Atlanta Black Pride started in 1996 and is one of two officially recognized festivals for the African-American LGBT community.  It is held in Atlanta each year at the end of August and beginning of September (week of Labor Day holiday). Atlanta Black Pride is the largest black gay pride celebration in the world with an estimated 100,000 people annually in attendance. Atlanta Black Pride heavily contributes to the annual $65 million economic impact on Atlanta's economy during the city's eventful Labor Day weekend most recently organized by Traxx Girls Inc & Atlanta Black Pride Weekend LLC due to the administration dissolve of In The Life Atlanta.

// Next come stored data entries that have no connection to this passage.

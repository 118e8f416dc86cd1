//! Calendar utilities.
//!
//! Pure date helpers shared by every other module: canonical formatting,
//! day arithmetic, day-of-week queries, and inclusive day iteration.
//!
//! # Day-of-week convention
//! [`day_of_week`] numbers days 0..=6 starting at Sunday. The bridge table
//! in the placer is indexed by this number.

use chrono::{Datelike, Duration, NaiveDate};

use crate::models::CalendarDay;

/// Sunday.
pub const SUNDAY: u32 = 0;
/// Monday.
pub const MONDAY: u32 = 1;
/// Tuesday.
pub const TUESDAY: u32 = 2;
/// Wednesday.
pub const WEDNESDAY: u32 = 3;
/// Thursday.
pub const THURSDAY: u32 = 4;
/// Friday.
pub const FRIDAY: u32 = 5;
/// Saturday.
pub const SATURDAY: u32 = 6;

/// Formats a date as its canonical zero-padded `YYYY-MM-DD` key.
///
/// # Examples
///
/// ```
/// use chrono::NaiveDate;
/// use custody_calendar::calendar::format;
///
/// let d = NaiveDate::from_ymd_opt(2026, 3, 1).unwrap();
/// assert_eq!(format(d).as_str(), "2026-03-01");
/// ```
pub fn format(date: NaiveDate) -> CalendarDay {
    CalendarDay::from_date(date)
}

/// Parses a canonical `YYYY-MM-DD` string.
///
/// Returns `None` for anything that is not a valid calendar date in
/// canonical form (`2026-1-1` is rejected).
pub fn parse(s: &str) -> Option<NaiveDate> {
    NaiveDate::parse_from_str(s, "%Y-%m-%d")
        .ok()
        .filter(|d| format(*d).as_str() == s)
}

/// Shifts a date by `n` days (negative moves backward).
#[inline]
pub fn add_days(date: NaiveDate, n: i64) -> NaiveDate {
    date + Duration::days(n)
}

/// Day of week, 0 = Sunday … 6 = Saturday.
#[inline]
pub fn day_of_week(date: NaiveDate) -> u32 {
    date.weekday().num_days_from_sunday()
}

/// Iterates every day in `[start, end]`, ascending.
///
/// The returned range is `Clone`, so it can be restarted from the
/// beginning. Yields nothing when `start > end`.
pub fn iterate_days(start: NaiveDate, end: NaiveDate) -> DayRange {
    DayRange {
        next: Some(start),
        end,
    }
}

/// First date on or after `from` falling on the given weekday.
pub fn next_weekday_on_or_after(from: NaiveDate, weekday: u32) -> NaiveDate {
    let offset = (7 + weekday - day_of_week(from)) % 7;
    add_days(from, i64::from(offset))
}

/// Inclusive, restartable iterator over consecutive days.
#[derive(Debug, Clone)]
pub struct DayRange {
    next: Option<NaiveDate>,
    end: NaiveDate,
}

impl Iterator for DayRange {
    type Item = CalendarDay;

    fn next(&mut self) -> Option<Self::Item> {
        let current = self.next.filter(|d| *d <= self.end)?;
        self.next = current.succ_opt();
        Some(format(current))
    }

    fn size_hint(&self) -> (usize, Option<usize>) {
        match self.next {
            Some(d) if d <= self.end => {
                let n = (self.end - d).num_days() as usize + 1;
                (n, Some(n))
            }
            _ => (0, Some(0)),
        }
    }
}

impl ExactSizeIterator for DayRange {}

#[cfg(test)]
mod tests {
    use super::*;

    fn d(y: i32, m: u32, day: u32) -> NaiveDate {
        NaiveDate::from_ymd_opt(y, m, day).unwrap()
    }

    #[test]
    fn test_format_zero_pads() {
        assert_eq!(format(d(2026, 1, 5)).as_str(), "2026-01-05");
        assert_eq!(format(d(2027, 12, 31)).as_str(), "2027-12-31");
    }

    #[test]
    fn test_parse() {
        assert_eq!(parse("2026-06-04"), Some(d(2026, 6, 4)));
        assert_eq!(parse("2026-02-30"), None);
        assert_eq!(parse("2026-6-4"), None);
        assert_eq!(parse("garbage"), None);
    }

    #[test]
    fn test_add_days_crosses_year() {
        assert_eq!(add_days(d(2026, 12, 30), 3), d(2027, 1, 2));
        assert_eq!(add_days(d(2026, 3, 1), -1), d(2026, 2, 28));
    }

    #[test]
    fn test_day_of_week() {
        assert_eq!(day_of_week(d(2026, 1, 23)), FRIDAY);
        assert_eq!(day_of_week(d(2026, 1, 25)), SUNDAY);
        assert_eq!(day_of_week(d(2026, 6, 4)), THURSDAY);
        assert_eq!(day_of_week(d(2026, 2, 17)), TUESDAY);
    }

    #[test]
    fn test_iterate_days_inclusive() {
        let days: Vec<String> = iterate_days(d(2026, 12, 30), d(2027, 1, 2))
            .map(|c| c.to_string())
            .collect();
        assert_eq!(
            days,
            vec!["2026-12-30", "2026-12-31", "2027-01-01", "2027-01-02"]
        );
    }

    #[test]
    fn test_iterate_days_restartable() {
        let range = iterate_days(d(2026, 1, 1), d(2026, 1, 7));
        assert_eq!(range.len(), 7);
        let first: Vec<_> = range.clone().collect();
        let second: Vec<_> = range.collect();
        assert_eq!(first, second);
    }

    #[test]
    fn test_iterate_days_empty_when_reversed() {
        assert_eq!(iterate_days(d(2026, 1, 2), d(2026, 1, 1)).count(), 0);
    }

    #[test]
    fn test_next_weekday_on_or_after() {
        // 2026-01-01 is a Thursday
        assert_eq!(next_weekday_on_or_after(d(2026, 1, 1), FRIDAY), d(2026, 1, 2));
        assert_eq!(next_weekday_on_or_after(d(2026, 1, 2), FRIDAY), d(2026, 1, 2));
        assert_eq!(next_weekday_on_or_after(d(2026, 1, 3), FRIDAY), d(2026, 1, 9));
    }
}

Atlanta is widely noted for being the "Black Gay Mecca" due to its highly visible black LGBT community, progressive reputation, and vibrant black LGBT culture. It also is noted for having one of the largest communities of openly black same-sex couples in the world.

ATL Winter Pride
January's Martin Luther King Jr. holiday weekend is when Atlanta's first major pride event of the year is held.  During this unofficial pride weekend, there are several special black LGBT events and celebrations to entertain the many locals and visitors.

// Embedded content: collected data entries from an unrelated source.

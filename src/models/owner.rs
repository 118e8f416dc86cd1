//! Owners, event kinds, and priority tiers.
//!
//! # Priority
//! Priorities totally order conflicting claims on the same date: higher
//! wins. The tiers used by the generator are:
//!
//! | Tier | Value | Written by |
//! |------|-------|-----------|
//! | [`priority::WEEKEND`] | 1 | Weekend allocator |
//! | [`priority::HOLIDAY`] | 3 | Holiday bridges |
//! | [`priority::FIXED`] | 4 | Recess blocks, fixed specials |
//! | [`priority::OVERRIDE`] | 10 | Manual override entries |

use serde::{Deserialize, Serialize};
use std::fmt;

/// Claim strength of a schedule entry (higher wins).
pub type Priority = i32;

/// Named priority tiers.
pub mod priority {
    use super::Priority;

    /// Alternating weekends.
    pub const WEEKEND: Priority = 1;
    /// Holiday bridge ranges.
    pub const HOLIDAY: Priority = 3;
    /// Recess blocks and fixed single-day specials.
    pub const FIXED: Priority = 4;
    /// Manual adjustments from the override map.
    pub const OVERRIDE: Priority = 10;
}

/// One of the two custodial parties.
#[derive(Debug, Clone, Copy, PartialEq, Eq, Hash, PartialOrd, Ord, Serialize, Deserialize)]
#[serde(rename_all = "snake_case")]
pub enum Owner {
    /// First party. Owns the reference weekend.
    PartyA,
    /// Second party.
    PartyB,
}

impl Owner {
    /// The other party.
    #[inline]
    pub fn opposite(self) -> Self {
        match self {
            Owner::PartyA => Owner::PartyB,
            Owner::PartyB => Owner::PartyA,
        }
    }
}

impl fmt::Display for Owner {
    fn fmt(&self, f: &mut fmt::Formatter<'_>) -> fmt::Result {
        match self {
            Owner::PartyA => write!(f, "party_a"),
            Owner::PartyB => write!(f, "party_b"),
        }
    }
}

/// What kind of rule produced an entry.
///
/// Descriptive only: resolution is driven by [`Priority`], never by kind.
#[derive(Debug, Clone, Copy, PartialEq, Eq, Hash, Serialize, Deserialize)]
#[serde(rename_all = "snake_case")]
pub enum EventKind {
    /// Holiday bridge day.
    Holiday,
    /// Alternating weekend day.
    Weekend,
    /// Fixed single-day special.
    Special,
    /// Extended recess block.
    Recess,
    /// Synthesized from an override with no underlying entry.
    Manual,
}

#[cfg(test)]
mod tests {
    use super::*;

    #[test]
    fn test_opposite() {
        assert_eq!(Owner::PartyA.opposite(), Owner::PartyB);
        assert_eq!(Owner::PartyB.opposite(), Owner::PartyA);
        assert_eq!(Owner::PartyA.opposite().opposite(), Owner::PartyA);
    }

    #[test]
    fn test_owner_serde() {
        assert_eq!(serde_json::to_string(&Owner::PartyA).unwrap(), "\"party_a\"");
        let o: Owner = serde_json::from_str("\"party_b\"").unwrap();
        assert_eq!(o, Owner::PartyB);
        assert_eq!(Owner::PartyB.to_string(), "party_b");
    }

    #[test]
    fn test_priority_tiers_ordered() {
        assert!(priority::WEEKEND < priority::HOLIDAY);
        assert!(priority::HOLIDAY < priority::FIXED);
        assert!(priority::FIXED < priority::OVERRIDE);
    }
}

King's wife and Atlanta resident, Coretta Scott King, was a well-known proud supporter of the black LGBT community. In 1998, Mrs. King publicly stated at the 25th Lambda Legal anniversary reception that she believes her late husband would have also been a supporter of LGBT rights.

See also
African Americans in Atlanta
Atlanta Gay Center
Atlanta Pride
Ansley Mall
Atlanta Gay Men's Chorus
Cheshire Bridge Road
Georgia Equality
African-American LGBT community
Black gay pride

References

External links

African-American festivals
African-American history in Atlanta
Festivals in Atlanta
LGBT African-American culture
LGBT culture in Atlanta
Pride parades in Georgia (U.S. state)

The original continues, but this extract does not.